=== Begin Enclosure ===

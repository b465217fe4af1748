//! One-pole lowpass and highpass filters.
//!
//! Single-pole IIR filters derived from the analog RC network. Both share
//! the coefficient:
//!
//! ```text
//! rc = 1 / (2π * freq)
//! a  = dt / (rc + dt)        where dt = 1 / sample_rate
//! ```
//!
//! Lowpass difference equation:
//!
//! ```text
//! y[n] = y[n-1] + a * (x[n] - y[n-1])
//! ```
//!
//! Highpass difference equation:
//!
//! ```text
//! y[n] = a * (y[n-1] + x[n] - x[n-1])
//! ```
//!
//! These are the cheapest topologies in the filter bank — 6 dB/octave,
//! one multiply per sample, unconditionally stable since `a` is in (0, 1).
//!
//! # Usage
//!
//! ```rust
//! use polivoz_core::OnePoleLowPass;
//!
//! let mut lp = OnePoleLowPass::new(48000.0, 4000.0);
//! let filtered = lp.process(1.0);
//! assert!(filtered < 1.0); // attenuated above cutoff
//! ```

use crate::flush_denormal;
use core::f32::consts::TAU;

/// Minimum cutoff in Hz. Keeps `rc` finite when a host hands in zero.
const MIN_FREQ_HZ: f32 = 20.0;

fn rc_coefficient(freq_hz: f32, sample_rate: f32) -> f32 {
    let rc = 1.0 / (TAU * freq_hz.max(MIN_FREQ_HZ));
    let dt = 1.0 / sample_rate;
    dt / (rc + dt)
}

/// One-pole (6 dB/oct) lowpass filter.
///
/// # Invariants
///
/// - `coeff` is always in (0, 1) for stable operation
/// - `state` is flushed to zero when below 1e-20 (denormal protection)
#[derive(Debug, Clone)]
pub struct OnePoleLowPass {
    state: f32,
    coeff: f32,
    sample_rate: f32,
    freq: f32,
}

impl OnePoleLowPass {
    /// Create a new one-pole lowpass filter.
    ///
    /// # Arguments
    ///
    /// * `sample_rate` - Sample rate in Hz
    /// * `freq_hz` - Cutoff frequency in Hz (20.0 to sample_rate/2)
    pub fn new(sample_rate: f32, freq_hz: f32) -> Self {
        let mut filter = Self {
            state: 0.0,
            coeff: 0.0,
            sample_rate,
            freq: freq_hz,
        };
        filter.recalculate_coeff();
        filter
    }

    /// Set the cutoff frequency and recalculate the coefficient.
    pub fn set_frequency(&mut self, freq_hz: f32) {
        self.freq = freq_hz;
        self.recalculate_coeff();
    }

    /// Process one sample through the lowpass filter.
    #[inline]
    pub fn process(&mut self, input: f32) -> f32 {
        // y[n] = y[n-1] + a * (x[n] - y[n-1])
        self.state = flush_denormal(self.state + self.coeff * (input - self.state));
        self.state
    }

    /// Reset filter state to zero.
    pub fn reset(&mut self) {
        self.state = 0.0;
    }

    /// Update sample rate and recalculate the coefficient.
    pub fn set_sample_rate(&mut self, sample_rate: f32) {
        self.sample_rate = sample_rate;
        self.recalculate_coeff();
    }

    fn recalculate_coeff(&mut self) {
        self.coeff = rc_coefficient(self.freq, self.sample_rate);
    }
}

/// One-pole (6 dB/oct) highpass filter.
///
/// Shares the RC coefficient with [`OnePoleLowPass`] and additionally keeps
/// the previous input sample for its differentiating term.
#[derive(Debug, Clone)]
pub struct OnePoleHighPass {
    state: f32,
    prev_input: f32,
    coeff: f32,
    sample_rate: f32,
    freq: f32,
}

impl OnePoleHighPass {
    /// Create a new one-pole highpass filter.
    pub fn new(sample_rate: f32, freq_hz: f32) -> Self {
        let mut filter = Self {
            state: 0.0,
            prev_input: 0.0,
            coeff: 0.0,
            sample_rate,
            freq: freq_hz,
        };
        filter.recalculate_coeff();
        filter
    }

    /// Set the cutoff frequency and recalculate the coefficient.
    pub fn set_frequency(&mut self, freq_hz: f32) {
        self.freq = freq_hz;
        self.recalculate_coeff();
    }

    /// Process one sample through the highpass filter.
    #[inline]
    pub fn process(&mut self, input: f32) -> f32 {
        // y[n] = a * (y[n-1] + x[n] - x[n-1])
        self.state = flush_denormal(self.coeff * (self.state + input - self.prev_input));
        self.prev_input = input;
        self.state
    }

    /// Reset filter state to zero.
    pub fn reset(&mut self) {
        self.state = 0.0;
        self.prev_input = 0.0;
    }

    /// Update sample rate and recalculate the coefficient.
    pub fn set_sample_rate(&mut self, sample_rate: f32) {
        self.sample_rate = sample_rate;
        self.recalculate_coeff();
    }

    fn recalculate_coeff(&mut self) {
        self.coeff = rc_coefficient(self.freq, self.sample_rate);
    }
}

=== End Enclosure ===

— WHAT THE TASK REQUIRES —
Among the records above, find the lines where the word "struct" appears and copy them.

— WRITTEN ANSWER —
pub struct OnePoleLowPass {
pub struct OnePoleHighPass {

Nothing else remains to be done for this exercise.